As usual, Ladbrokes is giving odds on the winner that are based on nothing but the odds they gave last year which were based on nothing but the odds they gave the year before that etc. Good commentary here.

So, favourites? Personally I'm not disinclined to believe that it'll go to a poet this year, but then again that's what people have been saying for several years now to little effect. I'm hoping they'll look outside Europe this year, but I wouldn't be surprised if they don't...

But OK, my three names, looking only at authors I've read and who I think have a somewhat realistic shot:
1. Mario Vargas Llosa, Peru. Because they've been picking off some of the "Oh, right, he/she's still alive" names lately (Lessing, Pinter, etc), and he's been discussed for so long it'd be a bit of an upset if he actually gets it. Read: Feast of the Goat.
2. Ngugi wa Thiong'o, Kenya. Because he's one of the great African novelists, one of the few writing in an actual African language, and he's still active in both writing and debate. Read: Wizard of the Crow.
3. Antonio Tabucchi, Italy. Great writer, sadly underappreciated in the English-speaking world. Read: Pereira Declares.
 
Also, since I've been discussing this online for a few years now and the same questions keep coming up, I thought I'd collect them together in (reposted from last year):

The Nobel Prize for Literature: A Slightly Irreverent FAQ

(Oh, and there's a proper one here.)

What is it?

The Nobel Prize for Literature is one of 5 annual prizes awarded since 1901 according to the last will of industrialist Alfred Nobel (1833-1896), also known for inventing dynamite. (The others are Chemistry, Medicine, Physics and Peace; the Swedish National Bank invented an economics prize "in memory of Alfred Nobel" that isn't official but sort of piggybacks on the others.) The money (currently about 10 million SEK or US$1.5 million for each winner) comes from Nobel’s will. Yes, still. Nobody ever lost money by inventing good ways of destroying things.

It's not awarded for any one piece of literature but for an author's collected works.

For some reason, it’s considered one of the most important literary awards. This is not an official title in any way.

Who gets it?

Well, first you have to be nominated. Here’s a list of who is allowed to nominate; basically, lots of people from all over the world. About 350 writers are nominated each year, including great and well-known novelists, poets you’ve never heard of, a couple of non-fiction writers, and Bob Dylan. The list of nominations, and the decision-making process itself, is confidential for 50 years. The Academy has no obligation to take all nominations seriously, there is no official short list, and apart from the Academy members themselves, none of the people doing the nominations have any say whatsoever in who gets it. In other words, being nominated is a bit like buying a lottery ticket; you can't win without it, but you're probably not going to win with it either.

So who gets it?

The winner of the Literature prize is, in keeping with Nobel's will, chosen by the Swedish Academy, an organisation founded in 1786 to “further the purity, strength, and sublimity of the Swedish language,” which mostly means publishing dictionaries and critical studies of 19th century literature. In other words, the Nobel is a comparatively new hobby for them. The Swedish Academy has 18 members (on paper, see below), mostly writers and literature scholars, each of whom is elected for life by the other members.

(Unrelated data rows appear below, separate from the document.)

pub mod args;
pub mod control;
pub mod libcamera_backend;
pub mod modes;
pub mod supervisor;
pub mod traits;
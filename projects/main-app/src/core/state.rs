use std::{fmt, str::FromStr};

use serde::{Deserialize, Serialize};

#[derive(Debug, Clone, Copy, PartialEq, Eq, Default, Serialize, Deserialize)]
pub enum Mode {
    #[default]
    Photo,
    Video,
    Stream,
}

impl fmt::Display for Mode {
    fn fmt(&self, f: &mut fmt::Formatter<'_>) -> fmt::Result {
        let name = match self {
            Mode::Photo => "Photo",
            Mode::Video => "Video",
            Mode::Stream => "Stream",
        };
        f.write_str(name)
    }
}

impl FromStr for Mode {
    type Err = String;

    fn from_str(value: &str) -> Result<Self, Self::Err> {
        match value {
            "Photo" => Ok(Mode::Photo),
            "Video" => Ok(Mode::Video),
            "Stream" => Ok(Mode::Stream),
            other => Err(format!("unknown mode: {other}")),
        }
    }
}

#[derive(Debug, Clone, Copy, PartialEq, Eq, Serialize)]
#[serde(rename_all = "snake_case")]
pub enum ControlState {
    Idle,
    Starting,
    Running,
    Stopping,
}

/// Snapshot answered by `CameraControl::status`. Liveness flags are read from
/// the supervisors when the snapshot is taken.
#[derive(Debug, Clone, Serialize)]
#[serde(rename_all = "camelCase")]
pub struct ControlStatus {
    pub mode: Mode,
    pub state: ControlState,
    pub running: bool,
    #[serde(skip_serializing_if = "Option::is_none")]
    pub last_error: Option<String>,
    pub stream_running: bool,
    pub motion_running: bool,
}
use std::process::Stdio;

use async_trait::async_trait;
use tokio::process::{Child, Command};

use super::traits::{CaptureBackend, Program};

#[derive(Debug, Clone)]
pub struct LibcameraBackend {
    binary_prefix: String,
}

impl LibcameraBackend {
    pub fn new(binary_prefix: String) -> Self {
        Self { binary_prefix }
    }
}

#[async_trait]
impl CaptureBackend for LibcameraBackend {
    fn binary(&self, program: Program) -> String {
        format!("{}-{}", self.binary_prefix, program.suffix())
    }

    async fn spawn(&self, program: Program, args: &[String]) -> std::io::Result<Child> {
        Command::new(self.binary(program))
            .args(args)
            .stdin(Stdio::null())
            .stdout(Stdio::piped())
            .stderr(Stdio::inherit())
            .kill_on_drop(true)
            .spawn()
    }
}
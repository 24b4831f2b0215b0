use std::sync::Arc;

use crate::{
    camera::{
        control::{CameraControl, ControlOptions},
        libcamera_backend::LibcameraBackend,
        modes::CaptureLayout,
    },
    config::AppConfig,
    settings::SettingsStore,
    watcher::FileWatcher,
};

pub struct AppState {
    pub config: AppConfig,
    pub control: Arc<CameraControl<LibcameraBackend>>,
    pub settings: Arc<SettingsStore>,
    pub watcher: FileWatcher,
}

impl AppState {
    /// Starts the camera control, which launches the live stream immediately.
    pub fn new(config: AppConfig) -> Self {
        let settings = Arc::new(SettingsStore::new());
        let backend = Arc::new(LibcameraBackend::new(config.capture_binary_prefix.clone()));
        let control = CameraControl::launch(
            backend,
            settings.clone(),
            ControlOptions {
                layout: CaptureLayout {
                    captures_dir: config.captures_dir.clone(),
                    motions_prefix: config.motions_prefix.clone(),
                },
                settle_timeout: config.settle_timeout,
                output_capacity: config.stream_buffer_chunks,
            },
        );
        let watcher = FileWatcher::new(config.captures_dir.clone());

        Self {
            config,
            control,
            settings,
            watcher,
        }
    }
}
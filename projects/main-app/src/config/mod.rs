use std::{env, net::SocketAddr, path::PathBuf, time::Duration};

#[derive(Debug, Clone)]
pub struct AppConfig {
    pub app_name: String,
    pub bind_addr: SocketAddr,
    pub log_dir: PathBuf,
    pub captures_dir: PathBuf,
    pub motions_prefix: String,
    pub capture_binary_prefix: String,
    pub stream_buffer_chunks: usize,
    pub settle_timeout: Option<Duration>,
}

impl AppConfig {
    pub fn from_env() -> anyhow::Result<Self> {
        let app_name = env::var("APP_NAME").unwrap_or_else(|_| "RaspiCam".to_owned());
        let bind_addr = env::var("BIND_ADDR")
            .unwrap_or_else(|_| "0.0.0.0:8080".to_owned())
            .parse()?;
        let log_dir = PathBuf::from(env::var("LOG_DIR").unwrap_or_else(|_| "logs".to_owned()));
        let captures_dir = std::path::absolute(
            env::var("CAPTURES_DIR").unwrap_or_else(|_| "photos".to_owned()),
        )?;
        let motions_prefix =
            env::var("MOTIONS_PREFIX").unwrap_or_else(|_| "motions/motion".to_owned());
        let capture_binary_prefix = env::var("CAPTURE_BINARY_PREFIX")
            .ok()
            .filter(|value| !value.trim().is_empty())
            .unwrap_or_else(|| "libcamera".to_owned());
        let stream_buffer_chunks = env::var("STREAM_BUFFER_CHUNKS")
            .ok()
            .and_then(|v| v.parse::<usize>().ok())
            .filter(|chunks| *chunks > 0)
            .unwrap_or(256);
        // 0 waits for first output or exit with no upper bound.
        let settle_timeout = env::var("SETTLE_TIMEOUT_SECONDS")
            .ok()
            .and_then(|v| v.parse::<u64>().ok())
            .unwrap_or(10);
        let settle_timeout = (settle_timeout > 0).then(|| Duration::from_secs(settle_timeout));

        Ok(Self {
            app_name,
            bind_addr,
            log_dir,
            captures_dir,
            motions_prefix,
            capture_binary_prefix,
            stream_buffer_chunks,
            settle_timeout,
        })
    }
}

#[cfg(test)]
mod tests {
    use std::{
        fs,
        path::PathBuf,
        sync::{Mutex, OnceLock},
        time::{Duration, SystemTime, UNIX_EPOCH},
    };

    use super::AppConfig;

    static ENV_LOCK: OnceLock<Mutex<()>> = OnceLock::new();

    fn lock_env() -> std::sync::MutexGuard<'static, ()> {
        ENV_LOCK
            .get_or_init(|| Mutex::new(()))
            .lock()
            .expect("failed to lock env mutex")
    }

    fn set_env(key: &str, value: &str) {
        unsafe { std::env::set_var(key, value) }
    }

    fn remove_env(key: &str) {
        unsafe { std::env::remove_var(key) }
    }

    #[test]
    fn from_env_uses_defaults_if_unset() {
        let _guard = lock_env();
        for key in [
            "CAPTURE_BINARY_PREFIX",
            "CAPTURES_DIR",
            "STREAM_BUFFER_CHUNKS",
            "SETTLE_TIMEOUT_SECONDS",
        ] {
            remove_env(key);
        }
        set_env("BIND_ADDR", "127.0.0.1:8080");

        let config = AppConfig::from_env().expect("config should parse");
        assert_eq!(config.capture_binary_prefix, "libcamera");
        assert_eq!(config.stream_buffer_chunks, 256);
        assert_eq!(config.settle_timeout, Some(Duration::from_secs(10)));
        assert!(config.captures_dir.is_absolute());
        assert!(config.captures_dir.ends_with("photos"));
    }

    #[test]
    fn from_env_reads_overrides() {
        let _guard = lock_env();
        set_env("BIND_ADDR", "127.0.0.1:9090");
        set_env("CAPTURE_BINARY_PREFIX", "rpicam");
        set_env("STREAM_BUFFER_CHUNKS", "32");
        set_env("SETTLE_TIMEOUT_SECONDS", "0");

        let config = AppConfig::from_env().expect("config should parse");
        assert_eq!(config.bind_addr.port(), 9090);
        assert_eq!(config.capture_binary_prefix, "rpicam");
        assert_eq!(config.stream_buffer_chunks, 32);
        assert_eq!(config.settle_timeout, None);

        remove_env("CAPTURE_BINARY_PREFIX");
        remove_env("STREAM_BUFFER_CHUNKS");
        remove_env("SETTLE_TIMEOUT_SECONDS");
    }

    #[test]
    fn from_env_rejects_invalid_bind_addr() {
        let _guard = lock_env();
        set_env("BIND_ADDR", "not-an-address");

        assert!(AppConfig::from_env().is_err());
        set_env("BIND_ADDR", "127.0.0.1:8080");
    }

    #[test]
    fn from_env_reads_prefix_from_dotenv_file() {
        let _guard = lock_env();
        remove_env("CAPTURE_BINARY_PREFIX");
        set_env("BIND_ADDR", "127.0.0.1:8080");

        let suffix = SystemTime::now()
            .duration_since(UNIX_EPOCH)
            .expect("time should be monotonic")
            .as_nanos();
        let path: PathBuf = std::env::temp_dir().join(format!("raspicam-dotenv-{suffix}.env"));
        fs::write(&path, "CAPTURE_BINARY_PREFIX=rpicam\n")
            .expect("should write temporary dotenv file");

        dotenvy::from_path_override(&path).expect("dotenv file should load");
        let config = AppConfig::from_env().expect("config should parse");
        assert_eq!(config.capture_binary_prefix, "rpicam");

        remove_env("CAPTURE_BINARY_PREFIX");
        let _ = fs::remove_file(path);
    }
}
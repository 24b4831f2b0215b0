mod app_state;
mod camera;
mod config;
mod core;
mod settings;
mod watcher;
mod web;

use std::sync::Arc;

use app_state::AppState;
use config::AppConfig;
use tracing::info;
use tracing_appender::rolling;

#[tokio::main]
async fn main() -> anyhow::Result<()> {
    let _ = dotenvy::dotenv();

    let config = AppConfig::from_env()?;

    tokio::fs::create_dir_all(&config.log_dir).await?;
    let file_appender = rolling::daily(&config.log_dir, "raspicam.log");
    let (non_blocking, _log_guard) = tracing_appender::non_blocking(file_appender);

    tracing_subscriber::fmt()
        .with_ansi(false)
        .with_writer(non_blocking)
        .with_max_level(tracing::Level::INFO)
        .init();

    tokio::fs::create_dir_all(&config.captures_dir).await?;

    let state = Arc::new(AppState::new(config.clone()));
    let app = web::routes::build_router(state.clone());

    {
        let ready_state = state.clone();
        tokio::spawn(async move {
            ready_state.control.wait_idle().await;
            let status = ready_state.control.status();
            info!(
                stream_running = status.stream_running,
                last_error = status.last_error.as_deref().unwrap_or(""),
                "initial stream start finished"
            );
        });
    }

    info!(
        "{} listening on {} (captures: {})",
        config.app_name,
        config.bind_addr,
        config.captures_dir.display()
    );
    let listener = tokio::net::TcpListener::bind(config.bind_addr).await?;
    axum::serve(listener, app).await?;

    Ok(())
}
use axum::{
    http::StatusCode,
    response::{IntoResponse, Response},
};

/// Failures of a supervised capture process. All of them are recovered by the
/// control layer: they end up in `lastError` and never take the server down.
#[derive(Debug, thiserror::Error)]
pub enum ProcessError {
    #[error("failed to spawn {program}: {source}")]
    SpawnFailure {
        program: String,
        #[source]
        source: std::io::Error,
    },

    #[error("{program} failed: {message}")]
    RuntimeFailure { program: String, message: String },

    #[error("{program} exited unexpectedly ({status})")]
    UnexpectedExit { program: String, status: String },
}

#[derive(Debug)]
pub struct AppError {
    status: StatusCode,
    message: String,
}

impl AppError {
    pub fn new(status: StatusCode, message: impl Into<String>) -> Self {
        Self {
            status,
            message: message.into(),
        }
    }
}

impl IntoResponse for AppError {
    fn into_response(self) -> Response {
        (self.status, self.message).into_response()
    }
}
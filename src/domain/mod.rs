//! Domain layer containing entities, the canonicalizer and repository contracts.
//!
//! # Architecture
//!
//! - [`canonical`] - Canonical form of short names, shared by every component
//! - [`entities`] - Core data structures
//! - [`repositories`] - Data access trait definitions
//!
//! The domain layer has no dependency on SQLite; the traits are implemented in
//! [`crate::infrastructure::persistence`].

pub mod canonical;
pub mod entities;
pub mod repositories;
//! Repository trait for link data access.

use crate::domain::entities::Link;
use crate::error::StoreError;
use async_trait::async_trait;

/// Repository interface for registered links.
///
/// Every method that takes a short name canonicalizes it first, so any
/// spelling of a registered name reaches the same record.
///
/// # Implementations
///
/// - [`crate::infrastructure::persistence::SqliteLinkRepository`] - SQLite implementation
/// - Test mocks available with `cfg(test)`
///
/// # Examples
///
/// See integration tests: `tests/repository_link.rs`
#[cfg_attr(test, mockall::automock)]
#[async_trait]
pub trait LinkRepository: Send + Sync {
    /// Inserts the link, or fully replaces the one registered at the same
    /// canonical key (including its stored `short` spelling).
    ///
    /// # Errors
    ///
    /// Returns [`StoreError::Storage`] on database errors.
    async fn save(&self, link: &Link) -> Result<(), StoreError>;

    /// Saves every link in a single transaction.
    ///
    /// Later entries win when two links share a canonical key.
    ///
    /// # Errors
    ///
    /// Returns [`StoreError::Storage`] on database errors; nothing is saved.
    async fn save_all(&self, links: &[Link]) -> Result<(), StoreError>;

    /// Finds the link registered under the canonical form of `short`.
    ///
    /// # Errors
    ///
    /// Returns [`StoreError::Storage`] on database errors.
    async fn find(&self, short: &str) -> Result<Option<Link>, StoreError>;

    /// Returns every link in unspecified order.
    ///
    /// # Errors
    ///
    /// Returns [`StoreError::Storage`] on database errors.
    async fn find_all(&self) -> Result<Vec<Link>, StoreError>;

    /// Returns links whose owner is byte-for-byte equal to `owner`.
    ///
    /// # Errors
    ///
    /// Returns [`StoreError::Storage`] on database errors.
    async fn find_by_owner(&self, owner: &str) -> Result<Vec<Link>, StoreError>;

    /// Removes the link registered under the canonical form of `short`.
    ///
    /// Returns `Ok(true)` if a link was removed, `Ok(false)` if none existed.
    ///
    /// # Errors
    ///
    /// Returns [`StoreError::Storage`] on database errors.
    async fn delete(&self, short: &str) -> Result<bool, StoreError>;
}
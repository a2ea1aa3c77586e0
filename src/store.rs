//! The store handle owned by the embedding service.

use std::path::Path;
use std::sync::Arc;

use sqlx::SqlitePool;

use crate::application::services::{LinkService, StatsService};
use crate::config::StoreConfig;
use crate::domain::entities::{ClickStats, Link};
use crate::error::Result;
use crate::infrastructure::persistence::{
    SqliteLinkRepository, SqliteStatsRepository, open_pool,
};

/// Durable link and click-stats store.
///
/// Owns its SQLite pool exclusively. Every operation is atomic with respect
/// to concurrent callers, and the handle can be shared behind an `Arc`.
pub struct Store {
    pool: Arc<SqlitePool>,
    links: LinkService<SqliteLinkRepository>,
    stats: StatsService<SqliteStatsRepository>,
}

impl Store {
    /// Opens or creates a store at `path` with default settings.
    ///
    /// # Errors
    ///
    /// Returns [`crate::StoreError::Init`] if the file cannot be opened or
    /// created, or the schema cannot be established.
    pub async fn open(path: impl AsRef<Path>) -> Result<Self> {
        Self::connect(&StoreConfig::new(path.as_ref())).await
    }

    /// Opens or creates a store as described by `config`.
    ///
    /// # Errors
    ///
    /// See [`Store::open`].
    pub async fn connect(config: &StoreConfig) -> Result<Self> {
        let pool = Arc::new(open_pool(config).await?);

        let link_repository = Arc::new(SqliteLinkRepository::new(pool.clone()));
        let stats_repository = Arc::new(SqliteStatsRepository::new(pool.clone()));

        Ok(Self {
            pool,
            links: LinkService::new(link_repository),
            stats: StatsService::new(stats_repository),
        })
    }

    /// Closes the pool, waiting for checked-out connections to be returned.
    pub async fn close(self) {
        self.pool.close().await;
        tracing::debug!("Store closed");
    }

    /// Link registration and lookup.
    pub fn links(&self) -> &LinkService<SqliteLinkRepository> {
        &self.links
    }

    /// Click counters.
    pub fn stats(&self) -> &StatsService<SqliteStatsRepository> {
        &self.stats
    }

    /// Registers `link`, fully replacing any link at the same canonical key.
    pub async fn save(&self, link: &Link) -> Result<()> {
        self.links.save(link).await
    }

    /// Loads the link registered under any spelling of `short`.
    ///
    /// Fails with [`crate::StoreError::NotFound`] when absent.
    pub async fn load(&self, short: &str) -> Result<Link> {
        self.links.load(short).await
    }

    /// Returns every link in unspecified order.
    pub async fn load_all(&self) -> Result<Vec<Link>> {
        self.links.load_all().await
    }

    /// Removes the link at the canonical key of `short`, if any.
    pub async fn delete(&self, short: &str) -> Result<()> {
        self.links.delete(short).await
    }

    /// Returns links whose owner is byte-identical to `owner`.
    pub async fn get_links_by_owner(&self, owner: &str) -> Result<Vec<Link>> {
        self.links.links_by_owner(owner).await
    }

    /// Adds a batch of click observations; see [`StatsService::save_stats`].
    pub async fn save_stats(&self, observations: &ClickStats) -> Result<()> {
        self.stats.save_stats(observations).await
    }

    /// Returns all click counters keyed by display form.
    pub async fn load_stats(&self) -> Result<ClickStats> {
        self.stats.load_stats().await
    }

    /// Removes the counter at the canonical key of `short`, if any.
    pub async fn delete_stats(&self, short: &str) -> Result<()> {
        self.stats.delete_stats(short).await
    }
}
//! Click statistics service.

use std::sync::Arc;

use crate::domain::entities::ClickStats;
use crate::domain::repositories::StatsRepository;
use crate::error::StoreError;

/// Service for recording and reading click counters.
///
/// Counters are keyed by canonical short name in storage and reported under
/// the display form of the link registered at that key.
pub struct StatsService<R: StatsRepository> {
    repository: Arc<R>,
}

impl<R: StatsRepository> StatsService<R> {
    /// Creates a new statistics service.
    pub fn new(repository: Arc<R>) -> Self {
        Self { repository }
    }

    /// Adds a batch of click observations to the stored counters.
    ///
    /// Names may be any spelling; all spellings of one canonical key add up.
    /// The batch is applied atomically.
    ///
    /// # Note
    ///
    /// A batch is not idempotent. Retrying after a commit whose
    /// acknowledgement was lost counts the batch twice.
    ///
    /// # Errors
    ///
    /// Returns [`StoreError::CountOverflow`] if a counter would overflow.
    /// Returns [`StoreError::Storage`] on database errors.
    #[tracing::instrument(skip(self, observations), fields(entries = observations.len()))]
    pub async fn save_stats(&self, observations: &ClickStats) -> Result<(), StoreError> {
        if observations.is_empty() {
            return Ok(());
        }
        self.repository.increment(observations).await
    }

    /// Returns every counter keyed by display form.
    ///
    /// The display form is the short name of the link registered at the
    /// counter's canonical key, or the canonical key itself for counters
    /// with no registered link.
    ///
    /// # Errors
    ///
    /// Returns [`StoreError::InvalidData`] if a stored counter is corrupt.
    /// Returns [`StoreError::Storage`] on database errors.
    pub async fn load_stats(&self) -> Result<ClickStats, StoreError> {
        let entries = self.repository.find_all().await?;

        let mut stats = ClickStats::with_capacity(entries.len());
        for entry in &entries {
            *stats.entry(entry.display_form().to_owned()).or_insert(0) += entry.clicks;
        }

        Ok(stats)
    }

    /// Removes the counter for any spelling of `short`.
    ///
    /// Removing an absent counter is not an error. The registered link, if
    /// any, is left in place.
    ///
    /// # Errors
    ///
    /// Returns [`StoreError::Storage`] on database errors.
    #[tracing::instrument(skip(self))]
    pub async fn delete_stats(&self, short: &str) -> Result<(), StoreError> {
        if !self.repository.delete(short).await? {
            tracing::debug!("No click stats stored, nothing deleted");
        }
        Ok(())
    }
}
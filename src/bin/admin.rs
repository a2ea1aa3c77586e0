//! CLI administration tool for golink-store.
//!
//! Manages links and click stats directly against the database file, without
//! going through the HTTP service.
//!
//! # Usage
//!
//! ```bash
//! # Register or replace a link
//! cargo run --bin golink-admin -- link save wiki https://wiki.example.com --owner foo@bar.com
//!
//! # Show a link under any spelling
//! cargo run --bin golink-admin -- link get WIKI
//!
//! # Record clicks and show stats
//! cargo run --bin golink-admin -- stats record wiki 3
//! cargo run --bin golink-admin -- stats show
//!
//! # Export and restore every link as JSON
//! cargo run --bin golink-admin -- snapshot export links.json
//! cargo run --bin golink-admin -- snapshot import links.json
//! ```
//!
//! # Environment Variables
//!
//! See [`golink_store::config`]. `DATABASE_PATH` selects the database file.

use golink_store::prelude::*;
use golink_store::telemetry;

use anyhow::{Context, Result};
use clap::{Parser, Subcommand};
use colored::*;
use dialoguer::Confirm;
use std::path::PathBuf;

/// CLI tool for managing golink-store.
#[derive(Parser)]
#[command(name = "golink-admin")]
#[command(author, version, about, long_about = None)]
struct Cli {
    /// Database file (overrides `DATABASE_PATH`)
    #[arg(short, long, global = true)]
    database: Option<PathBuf>,

    #[command(subcommand)]
    command: Commands,
}

/// Top-level command groups.
#[derive(Subcommand)]
enum Commands {
    /// Manage links
    Link {
        #[command(subcommand)]
        action: LinkAction,
    },

    /// Manage click stats
    Stats {
        #[command(subcommand)]
        action: StatsAction,
    },

    /// Export or restore all links as JSON
    Snapshot {
        #[command(subcommand)]
        action: SnapshotAction,
    },

    /// Database operations
    Db {
        #[command(subcommand)]
        action: DbAction,
    },
}

/// Link management subcommands.
#[derive(Subcommand)]
enum LinkAction {
    /// Register a link, replacing any link with the same canonical name
    Save {
        short: String,
        long: String,

        /// Owner identity stored verbatim
        #[arg(short, long, default_value = "")]
        owner: String,
    },

    /// Show a single link
    Get { short: String },

    /// List all links
    List,

    /// List links owned exactly by OWNER
    Owner { owner: String },

    /// Delete a link (click stats are kept)
    Delete {
        short: String,

        /// Skip confirmation prompt
        #[arg(short = 'y', long)]
        yes: bool,
    },
}

/// Click stats subcommands.
#[derive(Subcommand)]
enum StatsAction {
    /// Show all click counters
    Show,

    /// Add clicks to a counter
    Record { short: String, clicks: u64 },

    /// Delete a counter (the link is kept)
    Delete { short: String },
}

/// Snapshot subcommands.
#[derive(Subcommand)]
enum SnapshotAction {
    /// Write every link to FILE
    Export { file: PathBuf },

    /// Save every link from FILE in one transaction
    Import {
        file: PathBuf,

        /// Skip confirmation prompt
        #[arg(short = 'y', long)]
        yes: bool,
    },
}

/// Database operation subcommands.
#[derive(Subcommand)]
enum DbAction {
    /// Check that the database opens and migrations apply
    Check,
}

#[tokio::main]
async fn main() -> Result<()> {
    // Load environment variables from .env file
    dotenvy::dotenv().ok();

    let cli = Cli::parse();

    let mut config = StoreConfig::from_env()?;
    if let Some(database) = cli.database {
        config.database_path = database;
    }
    config.validate()?;

    telemetry::init_tracing(&config.log_level, &config.log_format)?;

    let store = Store::connect(&config)
        .await
        .with_context(|| format!("Failed to open {}", config.database_path.display()))?;

    let result = match cli.command {
        Commands::Link { action } => handle_link_action(action, &store).await,
        Commands::Stats { action } => handle_stats_action(action, &store).await,
        Commands::Snapshot { action } => handle_snapshot_action(action, &store).await,
        Commands::Db { action } => handle_db_action(action, &config).await,
    };

    store.close().await;
    result
}

/// Dispatches link management commands.
async fn handle_link_action(action: LinkAction, store: &Store) -> Result<()> {
    match action {
        LinkAction::Save { short, long, owner } => {
            store.save(&Link::new(short.as_str(), long, owner)).await?;
            println!("{} {}", "✅ Saved".green().bold(), short.cyan());
        }
        LinkAction::Get { short } => match store.load(&short).await {
            Ok(link) => print_links(&[link]),
            Err(e) if e.is_not_found() => {
                println!("{} {}", "❌ No link registered for".red(), short.cyan());
            }
            Err(e) => return Err(e.into()),
        },
        LinkAction::List => {
            let mut links = store.load_all().await?;
            links.sort_by(|a, b| a.short.cmp(&b.short));
            print_links(&links);
        }
        LinkAction::Owner { owner } => {
            let links = store.get_links_by_owner(&owner).await?;
            print_links(&links);
        }
        LinkAction::Delete { short, yes } => {
            if !yes
                && !Confirm::new()
                    .with_prompt(format!("Delete link '{short}'?"))
                    .default(false)
                    .interact()?
            {
                println!("{}", "❌ Cancelled".red());
                return Ok(());
            }

            store.delete(&short).await?;
            println!("{} {}", "✅ Deleted".green().bold(), short.cyan());
        }
    }

    Ok(())
}

/// Prints links as a table.
///
/// ```text
///   Short                Owner                Edited            Long
///   ──────────────────────────────────────────────────────────────────────
///   B-c                  foo@bar.com          2024-01-15 10:30  https://example.com
/// ```
fn print_links(links: &[Link]) {
    if links.is_empty() {
        println!("{}", "  No links found".yellow());
        return;
    }

    println!(
        "  {:<20} {:<20} {:<17} {}",
        "Short".bright_white().bold(),
        "Owner".bright_white().bold(),
        "Edited".bright_white().bold(),
        "Long".bright_white().bold()
    );
    println!("  {}", "─".repeat(75).bright_black());

    for link in links {
        println!(
            "  {:<20} {:<20} {:<17} {}",
            link.short.cyan(),
            link.owner,
            link.last_edit
                .format("%Y-%m-%d %H:%M")
                .to_string()
                .bright_black(),
            link.long
        );
    }

    println!();
    println!("  Total: {}", links.len().to_string().bright_white().bold());
}

/// Dispatches click stats commands.
async fn handle_stats_action(action: StatsAction, store: &Store) -> Result<()> {
    match action {
        StatsAction::Show => {
            println!("{}", "📊 Click stats".bright_blue().bold());
            println!();

            let mut stats: Vec<_> = store.load_stats().await?.into_iter().collect();
            if stats.is_empty() {
                println!("{}", "  No clicks recorded".yellow());
                return Ok(());
            }

            stats.sort_by(|a, b| b.1.cmp(&a.1).then_with(|| a.0.cmp(&b.0)));
            for (short, clicks) in &stats {
                println!(
                    "  {:<30} {}",
                    short.cyan(),
                    clicks.to_string().bright_green().bold()
                );
            }
        }
        StatsAction::Record { short, clicks } => {
            store
                .save_stats(&ClickStats::from([(short.clone(), clicks)]))
                .await?;
            println!(
                "{} {} click(s) for {}",
                "✅ Recorded".green().bold(),
                clicks,
                short.cyan()
            );
        }
        StatsAction::Delete { short } => {
            store.delete_stats(&short).await?;
            println!("{} {}", "✅ Deleted stats for".green().bold(), short.cyan());
        }
    }

    Ok(())
}

/// Dispatches snapshot commands.
async fn handle_snapshot_action(action: SnapshotAction, store: &Store) -> Result<()> {
    match action {
        SnapshotAction::Export { file } => {
            let links = store.links().snapshot().await?;
            let json = serde_json::to_string_pretty(&links)?;
            std::fs::write(&file, json)
                .with_context(|| format!("Failed to write {}", file.display()))?;

            println!(
                "{} {} link(s) to {}",
                "✅ Exported".green().bold(),
                links.len(),
                file.display()
            );
        }
        SnapshotAction::Import { file, yes } => {
            let raw = std::fs::read_to_string(&file)
                .with_context(|| format!("Failed to read {}", file.display()))?;
            let links: Vec<Link> = serde_json::from_str(&raw)
                .with_context(|| format!("{} is not a link snapshot", file.display()))?;

            if !yes
                && !Confirm::new()
                    .with_prompt(format!(
                        "Save {} link(s), replacing links with the same names?",
                        links.len()
                    ))
                    .default(true)
                    .interact()?
            {
                println!("{}", "❌ Cancelled".red());
                return Ok(());
            }

            store.links().restore(&links).await?;
            println!("{} {} link(s)", "✅ Imported".green().bold(), links.len());
        }
    }

    Ok(())
}

/// Dispatches database commands.
async fn handle_db_action(action: DbAction, config: &StoreConfig) -> Result<()> {
    match action {
        DbAction::Check => {
            config.print_summary();
            println!(
                "{} {}",
                "✅ Database OK:".green().bold(),
                config.database_path.display()
            );
        }
    }

    Ok(())
}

Note that each of the Nobel prizes (literature, chemistry, medicine, physics and peace) is decided by a different organisation. Who gets the Literature prize doesn't (or at least shouldn’t) have anything to do with who gets the other ones, and vice versa.

Right, so stop waffling, who gets it?

"The person who has produced in the field of literature the most outstanding work of an idealistic tendency."

…What the hell does that mean?

See, that's the thing: nobody really knows. That's what Nobel wrote in his will, and it’s up to the Swedish Academy to decide what he meant. The interpretation has changed several times over the last 100+ years.

Fine, fine. Who’s won it?

These guys. (And occasional gal.)

Doesn’t it only go to authors nobody’s ever heard of?

It’s rarely awarded to the latest best-sellers, true, and the Academy has a well-earned reputation for not picking the most obvious choices. It’s not intended to reflect popular taste.

Though personally, I think the "nobody's ever heard of the Nobel winners" meme is pretty pathetic. I’d submit that if you’ve never heard of the likes of Steinbeck, Hemingway, Faulkner, Camus, Solzhenitsyn… or to take some of the more recent ones, Pamuk, Lessing, Pinter… are you sure you’re as interested in literature as you think you are, if these names are so completely unfamiliar to you? And if they really do pick someone you’ve never heard of, hey, now you’ve heard of him/her. You have gained knowledge. Is this a bad thing?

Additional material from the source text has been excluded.